All contributors will not only be involved in the project but will be involved from inception to its completion and beyond if subsequent checks are required.

Any contributor may pull out of a project at any time, they must also declare an interest in any projects that may have a positive or negative effect on their health or wellbeing.

Contributors must be encouraged to have completed an appropriate training programme (which must include how the orgnisations works and runs) or other to be involved in any projects. Any contributors working or has worked in any project for the Mark will be able to use the Mark on their personal multimedia posts or state their involved.

All contributors may be asked to take on additional training for specific projects that require additional knowledge.

Contributors will work to develop and follow a code of conduct.

All initial project plans will be published and informed of, a contributors may choose, or opt out of any involvement as they choose. An advance warning should wherever possible be given for opting out so additional people with relevant skills will be found.

Involvement will always try to include as many protected characteristics from the Equality Act as possible, where any protected characteristic is not included then contributors’ leaders or the lead team will ensure they will try and seek involvement from someone with the characteristic or involve an organisation externally which represents that characteristic.

If involvement includes any effect on a protected characteristic an Equality Impact Assessment will be included, this will highlight the marks involvement and mitigate where people’s concerns haven’t been reached (legal requirement).

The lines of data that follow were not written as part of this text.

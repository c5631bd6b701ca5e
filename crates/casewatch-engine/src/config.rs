//! Reconciliation settings.
//!
//! Read from an optional TOML file; every key is optional and falls back to
//! its default.
//!
//! ```toml
//! excluded_category = "expirants"
//! artifact_dir = ".casewatch/artifacts"
//! lock_timeout_ms = 5000
//! run_timeout_ms = 600000
//! ```

#![allow(clippy::result_large_err)]

use casewatch_core::errors::{ExError, ExErrorKind, Result};
use casewatch_core::staging::DEFAULT_EXCLUDED_CATEGORY;
use serde::{Deserialize, Serialize};
use std::path::{Path, PathBuf};
use std::time::Duration;

/// Default store location, relative to the working directory
pub const DEFAULT_DB_PATH: &str = ".casewatch/store.db";

/// Default artifact directory, relative to the working directory
pub const DEFAULT_ARTIFACT_DIR: &str = ".casewatch/artifacts";

const DEFAULT_LOCK_TIMEOUT_MS: u64 = 5_000;

/// Settings of a reconciliation run
#[derive(Debug, Clone, PartialEq, Eq, Serialize, Deserialize)]
#[serde(default, deny_unknown_fields)]
pub struct ReconcileConfig {
    /// Category tracked for appearance only, never merged into the canonical set
    pub excluded_category: String,
    /// Where run artifacts are published
    pub artifact_dir: PathBuf,
    /// How long to wait for another run to release the run lock
    pub lock_timeout_ms: u64,
    /// Deadline for a run, checked between stages before promotion
    pub run_timeout_ms: Option<u64>,
}

impl Default for ReconcileConfig {
    fn default() -> Self {
        Self {
            excluded_category: DEFAULT_EXCLUDED_CATEGORY.to_string(),
            artifact_dir: PathBuf::from(DEFAULT_ARTIFACT_DIR),
            lock_timeout_ms: DEFAULT_LOCK_TIMEOUT_MS,
            run_timeout_ms: None,
        }
    }
}

impl ReconcileConfig {
    /// Parse settings from TOML text
    ///
    /// # Errors
    ///
    /// - `InvalidInput`: not valid TOML, unknown key, or an invalid value
    pub fn from_toml_str(text: &str) -> Result<Self> {
        let config: Self = toml::from_str(text).map_err(|e| {
            ExError::new(ExErrorKind::InvalidInput)
                .with_op("load_config")
                .with_message(format!("invalid configuration: {}", e))
        })?;
        config.validate()?;
        Ok(config)
    }

    /// Read settings from a TOML file
    ///
    /// # Errors
    ///
    /// - `Io`: the file could not be read
    /// - `InvalidInput`: see [`ReconcileConfig::from_toml_str`]
    pub fn load(path: &Path) -> Result<Self> {
        let text = std::fs::read_to_string(path).map_err(|e| {
            ExError::new(ExErrorKind::Io)
                .with_op("load_config")
                .with_entity_id(path.display().to_string())
                .with_message(e.to_string())
        })?;
        Self::from_toml_str(&text)
    }

    /// # Errors
    ///
    /// - `InvalidInput`: the excluded category is blank
    pub fn validate(&self) -> Result<()> {
        if self.excluded_category.trim().is_empty() {
            return Err(ExError::new(ExErrorKind::InvalidInput)
                .with_op("load_config")
                .with_message("excluded_category must not be empty"));
        }
        Ok(())
    }

    pub fn lock_timeout(&self) -> Duration {
        Duration::from_millis(self.lock_timeout_ms)
    }

    pub fn run_timeout(&self) -> Option<Duration> {
        self.run_timeout_ms.map(Duration::from_millis)
    }
}
//! Snapshot diff engine.
//!
//! Compares the canonical main snapshot with a freshly staged one and
//! produces the ordered list of change events between them.
//!
//! ## Entry point
//!
//! ```
//! use casewatch_core::diff::{diff, render_change_summary};
//! use casewatch_core::model::{Record, Snapshot};
//!
//! let canonical: Snapshot = vec![Record::new("A", "en-cours", "en cours")].into_iter().collect();
//! let staged: Snapshot = vec![Record::new("A", "en-cours", "en instruction")].into_iter().collect();
//!
//! let events = diff(&canonical, &staged);
//! assert_eq!(events.len(), 1);
//! let summary = render_change_summary(&events);
//! assert!(summary.contains("Modified"));
//! ```
//!
//! ## Guarantees
//!
//! - **Partition**: every id in either snapshot yields at most one event, and
//!   an id yields no event exactly when it is present on both sides with the
//!   same status and category.
//! - **Determinism**: events are ordered New, then Modified, then Deleted,
//!   each group by id.
//! - **Exact comparison**: status and category are compared byte for byte,
//!   case-sensitively. Other fields never produce events.

pub mod engine;
pub mod human_summary;
pub mod model;

pub use engine::diff;
pub use human_summary::render_change_summary;
pub use model::DiffSummary;
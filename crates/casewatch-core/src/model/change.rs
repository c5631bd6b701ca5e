use crate::errors::{ExError, ExErrorKind, Result};
use serde::{Deserialize, Serialize};

/// Kind of a change event
#[derive(Debug, Clone, Copy, PartialEq, Eq, PartialOrd, Ord, Hash, Serialize, Deserialize)]
#[serde(rename_all = "snake_case")]
pub enum ChangeKind {
    New,
    Modified,
    Deleted,
    ExpiringAdded,
}

impl ChangeKind {
    /// Storage label used in the `change_events.kind` column
    pub fn as_str(&self) -> &'static str {
        match self {
            ChangeKind::New => "new",
            ChangeKind::Modified => "modified",
            ChangeKind::Deleted => "deleted",
            ChangeKind::ExpiringAdded => "expiring_added",
        }
    }

    /// Parse a storage label
    pub fn parse(label: &str) -> Option<Self> {
        match label {
            "new" => Some(ChangeKind::New),
            "modified" => Some(ChangeKind::Modified),
            "deleted" => Some(ChangeKind::Deleted),
            "expiring_added" => Some(ChangeKind::ExpiringAdded),
            _ => None,
        }
    }

    /// Label written to the `type` field of the exported artifact
    pub fn artifact_type(&self) -> &'static str {
        match self {
            ChangeKind::New => "nouveau",
            ChangeKind::Modified => "modifie",
            ChangeKind::Deleted => "supprime",
            ChangeKind::ExpiringAdded => "expirant_ajout",
        }
    }
}

impl std::fmt::Display for ChangeKind {
    fn fmt(&self, f: &mut std::fmt::Formatter<'_>) -> std::fmt::Result {
        f.write_str(self.as_str())
    }
}

/// An immutable fact describing one record's transition between two runs
///
/// Each variant carries exactly the fields that make sense for it: `New` has
/// no old values, `Deleted` has no new values, `ExpiringAdded` carries only
/// the excluded category name.
#[derive(Debug, Clone, PartialEq, Eq, Serialize, Deserialize)]
#[serde(tag = "kind", rename_all = "snake_case")]
pub enum ChangeEvent {
    New {
        id: String,
        status: String,
        category: String,
    },
    Modified {
        id: String,
        old_status: String,
        new_status: String,
        old_category: String,
        new_category: String,
    },
    Deleted {
        id: String,
        status: String,
        category: String,
    },
    ExpiringAdded {
        id: String,
        category: String,
    },
}

impl ChangeEvent {
    /// Record id this event is about
    pub fn id(&self) -> &str {
        match self {
            ChangeEvent::New { id, .. }
            | ChangeEvent::Modified { id, .. }
            | ChangeEvent::Deleted { id, .. }
            | ChangeEvent::ExpiringAdded { id, .. } => id,
        }
    }

    pub fn kind(&self) -> ChangeKind {
        match self {
            ChangeEvent::New { .. } => ChangeKind::New,
            ChangeEvent::Modified { .. } => ChangeKind::Modified,
            ChangeEvent::Deleted { .. } => ChangeKind::Deleted,
            ChangeEvent::ExpiringAdded { .. } => ChangeKind::ExpiringAdded,
        }
    }

    pub fn old_status(&self) -> Option<&str> {
        match self {
            ChangeEvent::Modified { old_status, .. } => Some(old_status),
            ChangeEvent::Deleted { status, .. } => Some(status),
            ChangeEvent::New { .. } | ChangeEvent::ExpiringAdded { .. } => None,
        }
    }

    pub fn new_status(&self) -> Option<&str> {
        match self {
            ChangeEvent::New { status, .. } => Some(status),
            ChangeEvent::Modified { new_status, .. } => Some(new_status),
            ChangeEvent::Deleted { .. } | ChangeEvent::ExpiringAdded { .. } => None,
        }
    }

    pub fn old_category(&self) -> Option<&str> {
        match self {
            ChangeEvent::Modified { old_category, .. } => Some(old_category),
            ChangeEvent::Deleted { category, .. } => Some(category),
            ChangeEvent::New { .. } | ChangeEvent::ExpiringAdded { .. } => None,
        }
    }

    pub fn new_category(&self) -> Option<&str> {
        match self {
            ChangeEvent::New { category, .. } | ChangeEvent::ExpiringAdded { category, .. } => {
                Some(category)
            }
            ChangeEvent::Modified { new_category, .. } => Some(new_category),
            ChangeEvent::Deleted { .. } => None,
        }
    }

    /// Rebuild an event from its flat stored columns
    ///
    /// # Errors
    ///
    /// - `CorruptChangeLog`: a column required by `kind` is NULL
    pub fn from_columns(
        kind: ChangeKind,
        id: String,
        old_status: Option<String>,
        new_status: Option<String>,
        old_category: Option<String>,
        new_category: Option<String>,
    ) -> Result<Self> {
        let missing = |column: &str| {
            ExError::new(ExErrorKind::CorruptChangeLog)
                .with_op("change_event_from_columns")
                .with_entity_id(id.clone())
                .with_message(format!("{} event has NULL {}", kind, column))
        };

        let event = match kind {
            ChangeKind::New => ChangeEvent::New {
                status: new_status.ok_or_else(|| missing("new_status"))?,
                category: new_category.ok_or_else(|| missing("new_category"))?,
                id,
            },
            ChangeKind::Modified => ChangeEvent::Modified {
                old_status: old_status.ok_or_else(|| missing("old_status"))?,
                new_status: new_status.ok_or_else(|| missing("new_status"))?,
                old_category: old_category.ok_or_else(|| missing("old_category"))?,
                new_category: new_category.ok_or_else(|| missing("new_category"))?,
                id,
            },
            ChangeKind::Deleted => ChangeEvent::Deleted {
                status: old_status.ok_or_else(|| missing("old_status"))?,
                category: old_category.ok_or_else(|| missing("old_category"))?,
                id,
            },
            ChangeKind::ExpiringAdded => ChangeEvent::ExpiringAdded {
                category: new_category.ok_or_else(|| missing("new_category"))?,
                id,
            },
        };
        Ok(event)
    }
}

#[cfg(test)]
mod tests {
    use super::*;

    #[test]
    fn test_accessors_follow_kind() {
        let new = ChangeEvent::New {
            id: "B".into(),
            status: "nouveau".into(),
            category: "en-cours".into(),
        };
        assert_eq!(new.old_status(), None);
        assert_eq!(new.new_status(), Some("nouveau"));

        let deleted = ChangeEvent::Deleted {
            id: "A".into(),
            status: "en cours".into(),
            category: "en-cours".into(),
        };
        assert_eq!(deleted.old_category(), Some("en-cours"));
        assert_eq!(deleted.new_category(), None);

        let expiring = ChangeEvent::ExpiringAdded {
            id: "Z".into(),
            category: "expirants".into(),
        };
        assert_eq!(expiring.new_status(), None);
        assert_eq!(expiring.new_category(), Some("expirants"));
        assert_eq!(expiring.kind(), ChangeKind::ExpiringAdded);
    }

    #[test]
    fn test_from_columns_rebuilds_modified() {
        let event = ChangeEvent::from_columns(
            ChangeKind::Modified,
            "A".into(),
            Some("en cours".into()),
            Some("en instruction".into()),
            Some("en-cours".into()),
            Some("en-cours".into()),
        )
        .unwrap();

        assert_eq!(
            event,
            ChangeEvent::Modified {
                id: "A".into(),
                old_status: "en cours".into(),
                new_status: "en instruction".into(),
                old_category: "en-cours".into(),
                new_category: "en-cours".into(),
            }
        );
    }

    #[test]
    fn test_from_columns_rejects_missing_column() {
        let err = ChangeEvent::from_columns(ChangeKind::New, "B".into(), None, None, None, None)
            .unwrap_err();
        assert_eq!(err.kind(), ExErrorKind::CorruptChangeLog);
        assert_eq!(err.entity_id(), Some("B"));
    }

    #[test]
    fn test_kind_labels_round_trip() {
        for kind in [
            ChangeKind::New,
            ChangeKind::Modified,
            ChangeKind::Deleted,
            ChangeKind::ExpiringAdded,
        ] {
            assert_eq!(ChangeKind::parse(kind.as_str()), Some(kind));
        }
        assert_eq!(ChangeKind::parse("renamed"), None);
    }
}
//! Store status command
//!
//! Usage: casewatch status [--limit <N>]

use super::Context;
use casewatch_engine::pending_promotion;
use casewatch_store::runs::list_runs;
use casewatch_store::snapshot::head_version_id;
use clap::Args;

#[derive(Debug, Args)]
pub struct StatusArgs {
    /// Number of recent runs to list
    #[arg(long, default_value_t = 10)]
    pub limit: usize,
}

pub fn execute(ctx: &Context, args: StatusArgs) -> Result<(), Box<dyn std::error::Error>> {
    let conn = ctx.open_store()?;

    match head_version_id(&conn)? {
        Some(version_id) => println!("canonical version: {}", version_id),
        None => println!("canonical version: none"),
    }

    if let Some(pending) = pending_promotion(&conn)? {
        println!(
            "pending promotion: run {} (version {})",
            pending.run_id,
            pending
                .staged_version_id
                .map(|v| v.to_string())
                .unwrap_or_else(|| "?".to_string())
        );
    }

    let runs = list_runs(&conn, args.limit)?;
    if runs.is_empty() {
        println!("no runs");
        return Ok(());
    }

    println!("recent runs:");
    for run in runs {
        println!(
            "  {}  {:<16} {:<10} events={:<4} started={}",
            run.run_id,
            run.state.as_str(),
            run.stage,
            run.event_count,
            run.started_at
        );
        if let Some(detail) = run.detail {
            println!("      {}", detail);
        }
    }

    Ok(())
}
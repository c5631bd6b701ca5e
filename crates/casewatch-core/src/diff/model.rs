//! Diff output summaries.

use crate::model::{ChangeEvent, ChangeKind};
use serde::{Deserialize, Serialize};

/// Per-kind event counts of a change set
#[derive(Debug, Clone, Copy, Default, PartialEq, Eq, Serialize, Deserialize)]
pub struct DiffSummary {
    pub new: usize,
    pub modified: usize,
    pub deleted: usize,
    pub expiring_added: usize,
}

impl DiffSummary {
    pub fn from_events(events: &[ChangeEvent]) -> Self {
        let mut summary = Self::default();
        for event in events {
            match event.kind() {
                ChangeKind::New => summary.new += 1,
                ChangeKind::Modified => summary.modified += 1,
                ChangeKind::Deleted => summary.deleted += 1,
                ChangeKind::ExpiringAdded => summary.expiring_added += 1,
            }
        }
        summary
    }

    pub fn total(&self) -> usize {
        self.new + self.modified + self.deleted + self.expiring_added
    }

    pub fn is_empty(&self) -> bool {
        self.total() == 0
    }
}
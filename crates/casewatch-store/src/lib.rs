//! casewatch store - SQLite persistence for reconciliation runs
//!
//! Provides:
//! - SQLite schema with a checksummed migrations framework
//! - Versioned snapshot storage with a canonical head pointer
//! - The append-only change log and its artifact export
//! - The run ledger
//! - Atomic artifact publication

pub mod artifact;
pub mod changelog;
pub mod db;
pub mod errors;
pub mod migrations;
pub mod runs;
pub mod snapshot;

// Re-export key types
pub use artifact::ArtifactStore;
pub use changelog::{EventFilter, LoggedEvent};
pub use errors::Result;
pub use runs::{RunCounts, RunRow, RunState};
pub use snapshot::{CanonicalStats, PromotionOutcome};
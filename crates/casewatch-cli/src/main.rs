//! casewatch CLI
//!
//! Command-line interface for dossier snapshot reconciliation

use casewatch_core::logging_facility::{init, Profile};
use casewatch_engine::config::DEFAULT_DB_PATH;
use clap::{Parser, Subcommand};
use std::path::PathBuf;

mod commands;

#[derive(Debug, Parser)]
#[command(name = "casewatch")]
#[command(about = "casewatch - Dossier snapshot reconciliation", long_about = None)]
struct Cli {
    /// SQLite store holding the canonical snapshot, runs and change log
    #[arg(long, global = true, env = "CASEWATCH_DB", default_value = DEFAULT_DB_PATH)]
    db: PathBuf,

    /// TOML settings file
    #[arg(long, global = true, env = "CASEWATCH_CONFIG")]
    config: Option<PathBuf>,

    /// Log profile (dev, prod)
    #[arg(long, global = true, env = "CASEWATCH_LOG_PROFILE", default_value = "dev")]
    log_profile: String,

    #[command(subcommand)]
    command: Commands,
}

#[derive(Debug, Subcommand)]
enum Commands {
    /// Reconcile a collector capture against the canonical snapshot
    Run(commands::run::RunArgs),
    /// Show the canonical version, pending promotion and recent runs
    Status(commands::status::StatusArgs),
    /// Query the change log
    Log(commands::log::LogArgs),
    /// Statistics of the canonical snapshot
    Stats(commands::stats::StatsArgs),
    /// Resolve a failed promotion
    Resolve(commands::resolve::ResolveArgs),
    /// Write the canonical snapshot as CSV
    Export(commands::export::ExportArgs),
}

fn main() {
    dotenvy::dotenv().ok();
    let cli = Cli::parse();

    init(Profile::from_name(&cli.log_profile).unwrap_or(Profile::Development));

    let ctx = commands::Context {
        db_path: cli.db,
        config_path: cli.config,
    };

    let result = match cli.command {
        Commands::Run(args) => commands::run::execute(&ctx, args),
        Commands::Status(args) => commands::status::execute(&ctx, args).map(|()| 0),
        Commands::Log(args) => commands::log::execute(&ctx, args).map(|()| 0),
        Commands::Stats(args) => commands::stats::execute(&ctx, args).map(|()| 0),
        Commands::Resolve(args) => commands::resolve::execute(&ctx, args),
        Commands::Export(args) => commands::export::execute(&ctx, args).map(|()| 0),
    };

    match result {
        Ok(code) => std::process::exit(code),
        Err(e) => {
            eprintln!("Error: {}", e);
            std::process::exit(1);
        }
    }
}
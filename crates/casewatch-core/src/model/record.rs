use serde::{Deserialize, Deserializer, Serialize};
use serde_json::Value;
use thiserror::Error;

/// Record - one administrative case file as observed in one collection run
///
/// `id` is the stable external identifier and the join key across snapshots.
/// The date fields are opaque display strings copied verbatim from the
/// listing; they are never parsed.
#[derive(Debug, Clone, PartialEq, Eq, Serialize, Deserialize)]
pub struct Record {
    /// Stable external identifier (the case number)
    pub id: String,

    /// Case title as displayed in the listing
    pub title: String,

    /// Absolute link to the case page
    pub link: String,

    /// Listing the record was collected from (e.g. "en-cours", "expirants")
    pub category: String,

    /// Free-form status label
    pub status: String,

    /// Requester identity as displayed
    pub requester: String,

    /// Creation date, display string
    pub created_at: String,

    /// Last modification date, display string
    pub modified_at: String,

    /// Listing page the record was found on (informational only)
    pub page: u32,
}

impl Record {
    /// Create a record with the required fields; display fields start empty
    pub fn new(
        id: impl Into<String>,
        category: impl Into<String>,
        status: impl Into<String>,
    ) -> Self {
        Self {
            id: id.into(),
            title: String::new(),
            link: String::new(),
            category: category.into(),
            status: status.into(),
            requester: String::new(),
            created_at: String::new(),
            modified_at: String::new(),
            page: 0,
        }
    }

    /// Whether `status` and `category` (the tracked fields) match `other`
    pub fn same_tracked_state(&self, other: &Record) -> bool {
        self.status == other.status && self.category == other.category
    }
}

/// Why a collector record was skipped during staging
#[derive(Debug, Clone, PartialEq, Eq, Error)]
pub enum SkipReason {
    #[error("record has no id")]
    MissingId,

    #[error("record {id} has no category")]
    MissingCategory { id: String },

    #[error("record {id} has no status")]
    MissingStatus { id: String },

    #[error("record is not a valid collector object: {message}")]
    Malformed { message: String },
}

impl SkipReason {
    /// The id of the skipped record, when it had one
    pub fn record_id(&self) -> Option<&str> {
        match self {
            SkipReason::MissingCategory { id } | SkipReason::MissingStatus { id } => Some(id),
            SkipReason::MissingId | SkipReason::Malformed { .. } => None,
        }
    }
}

/// Collector output before validation
///
/// Every field is optional so that one bad record never fails the whole
/// batch. The collector's French field names are accepted as aliases.
#[derive(Debug, Clone, Default, PartialEq, Eq, Serialize, Deserialize)]
pub struct RawRecord {
    #[serde(default, alias = "numero", deserialize_with = "id_text")]
    pub id: Option<String>,
    #[serde(default, alias = "titre")]
    pub title: Option<String>,
    #[serde(default, alias = "lien")]
    pub link: Option<String>,
    #[serde(default, alias = "categorie")]
    pub category: Option<String>,
    #[serde(default, alias = "statut")]
    pub status: Option<String>,
    #[serde(default, alias = "demandeur")]
    pub requester: Option<String>,
    #[serde(default, alias = "date_creation")]
    pub created_at: Option<String>,
    #[serde(default, alias = "date_modification")]
    pub modified_at: Option<String>,
    #[serde(default, deserialize_with = "lenient_page")]
    pub page: Option<u32>,
}

/// Case numbers are text, but some listings emit them as bare integers
fn id_text<'de, D>(deserializer: D) -> Result<Option<String>, D::Error>
where
    D: Deserializer<'de>,
{
    match Option::<Value>::deserialize(deserializer)? {
        None | Some(Value::Null) => Ok(None),
        Some(Value::String(s)) => Ok(Some(s)),
        Some(Value::Number(n)) if n.is_u64() || n.is_i64() => Ok(Some(n.to_string())),
        Some(other) => Err(serde::de::Error::custom(format!(
            "invalid type for id: {}",
            other
        ))),
    }
}

/// `page` is informational: anything that is not a page number reads as absent
fn lenient_page<'de, D>(deserializer: D) -> Result<Option<u32>, D::Error>
where
    D: Deserializer<'de>,
{
    let page = match Option::<Value>::deserialize(deserializer)? {
        Some(Value::Number(n)) => n.as_u64().and_then(|n| u32::try_from(n).ok()),
        Some(Value::String(s)) => s.trim().parse().ok(),
        _ => None,
    };
    Ok(page)
}

impl RawRecord {
    /// Decode one element of the collector's JSON array
    pub fn from_value(value: serde_json::Value) -> Result<Self, SkipReason> {
        serde_json::from_value(value).map_err(|e| SkipReason::Malformed {
            message: e.to_string(),
        })
    }

    /// Validate into a typed `Record`
    ///
    /// `id` must be present and non-empty, `category` must be present and
    /// non-empty, `status` must be present (an empty label is a valid status).
    pub fn validate(self) -> Result<Record, SkipReason> {
        let id = match self.id {
            Some(id) if !id.is_empty() => id,
            _ => return Err(SkipReason::MissingId),
        };
        let category = match self.category {
            Some(category) if !category.is_empty() => category,
            _ => return Err(SkipReason::MissingCategory { id }),
        };
        let Some(status) = self.status else {
            return Err(SkipReason::MissingStatus { id });
        };

        Ok(Record {
            id,
            title: self.title.unwrap_or_default(),
            link: self.link.unwrap_or_default(),
            category,
            status,
            requester: self.requester.unwrap_or_default(),
            created_at: self.created_at.unwrap_or_default(),
            modified_at: self.modified_at.unwrap_or_default(),
            page: self.page.unwrap_or(0),
        })
    }
}

#[cfg(test)]
mod tests {
    use super::*;
    use serde_json::json;

    #[test]
    fn test_collector_aliases() {
        let raw = RawRecord::from_value(json!({
            "numero": "21978078",
            "titre": "Titre de séjour",
            "lien": "https://example.org/dossiers/21978078",
            "categorie": "en-cours",
            "statut": "en construction",
            "demandeur": "M. Dupont",
            "date_creation": "12 mars 2025",
            "date_modification": "14 mars 2025",
            "page": 3
        }))
        .unwrap();

        let record = raw.validate().unwrap();
        assert_eq!(record.id, "21978078");
        assert_eq!(record.category, "en-cours");
        assert_eq!(record.status, "en construction");
        assert_eq!(record.requester, "M. Dupont");
        assert_eq!(record.page, 3);
    }

    #[test]
    fn test_missing_id_is_skipped() {
        let raw = RawRecord {
            category: Some("en-cours".into()),
            status: Some("x".into()),
            ..RawRecord::default()
        };
        assert_eq!(raw.validate(), Err(SkipReason::MissingId));

        let blank = RawRecord {
            id: Some(String::new()),
            category: Some("en-cours".into()),
            status: Some("x".into()),
            ..RawRecord::default()
        };
        assert_eq!(blank.validate(), Err(SkipReason::MissingId));
    }

    #[test]
    fn test_missing_category_and_status() {
        let no_category = RawRecord {
            id: Some("A".into()),
            status: Some("x".into()),
            ..RawRecord::default()
        };
        assert_eq!(
            no_category.validate(),
            Err(SkipReason::MissingCategory { id: "A".into() })
        );

        let no_status = RawRecord {
            id: Some("A".into()),
            category: Some("en-cours".into()),
            ..RawRecord::default()
        };
        assert_eq!(
            no_status.validate(),
            Err(SkipReason::MissingStatus { id: "A".into() })
        );
    }

    #[test]
    fn test_empty_status_is_valid() {
        let raw = RawRecord {
            id: Some("A".into()),
            category: Some("traités".into()),
            status: Some(String::new()),
            ..RawRecord::default()
        };
        assert_eq!(raw.validate().unwrap().status, "");
    }

    #[test]
    fn test_wrong_type_is_malformed() {
        let err = RawRecord::from_value(json!({"numero": ["A"]})).unwrap_err();
        assert!(matches!(err, SkipReason::Malformed { .. }));
        assert_eq!(err.record_id(), None);

        let err = RawRecord::from_value(json!("A")).unwrap_err();
        assert!(matches!(err, SkipReason::Malformed { .. }));
    }

    #[test]
    fn test_numeric_id_is_read_as_text() {
        let raw = RawRecord::from_value(json!({
            "numero": 21978078,
            "categorie": "en-cours",
            "statut": "x"
        }))
        .unwrap();
        assert_eq!(raw.validate().unwrap().id, "21978078");
    }

    #[test]
    fn test_odd_page_values_do_not_reject_the_record() {
        for (page, expected) in [
            (json!("3"), 3),
            (json!(-1), 0),
            (json!(4_294_967_296u64), 0),
            (json!(2.5), 0),
            (json!("deux"), 0),
            (json!(null), 0),
        ] {
            let raw = RawRecord::from_value(json!({
                "numero": "A",
                "categorie": "en-cours",
                "statut": "x",
                "page": page
            }))
            .unwrap();
            assert_eq!(raw.validate().unwrap().page, expected);
        }
    }
}
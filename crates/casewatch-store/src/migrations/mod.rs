//! Migration framework
//!
//! Provides:
//! - Migration runner with checksums recorded in `schema_version`
//! - Idempotent application, with tamper detection on re-run
//! - Embedded SQL migrations

mod embedded;
mod runner;

pub use runner::{applied_migrations, apply_migrations};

Promotion and continuous development.

On receipt of the Mark all parties will work to ensure they promote that the piece of work has met the standard of the work.

A review date will be set. A short piece will be written in blog or other format detailing the process and used to promote and highlight the achievement.

If after achievement any comments or issue are brought to the attention of any party's involved, whether it’s a complaint, comment, or praise, all parties will be informed. Any complaint will be dealt with efficiently, views of contributors will be included as well as the team and recorded.

Any changes will be made promptly and all parties, will be advice, where not possible to make changes at the times these will be included at review time and people notified. This will ensure continuous monitoring and involvement.

If the original proposer chooses to opt out, or a group of (3) contributors and 1 member of the lead team feels that the project at any time after achievement loses focus on the principles a meeting will be arranged.

If no solution will be found management (co-chairs) will have the final say on whether to remove the Mark from the project. This will be advertised, to show that personalisation is a continuous project.

Each year the project if it keeps to its commitments to personalisation they may either use bronze, silver, and gold according to length in years advertising the Mark or use a number to show reaccreditation for number of years.

 The project, process or other developed project must be reviewed annually, records updated showing its success or improvements made. This will be set at the completion of the project and must be signed off by the co-chairs.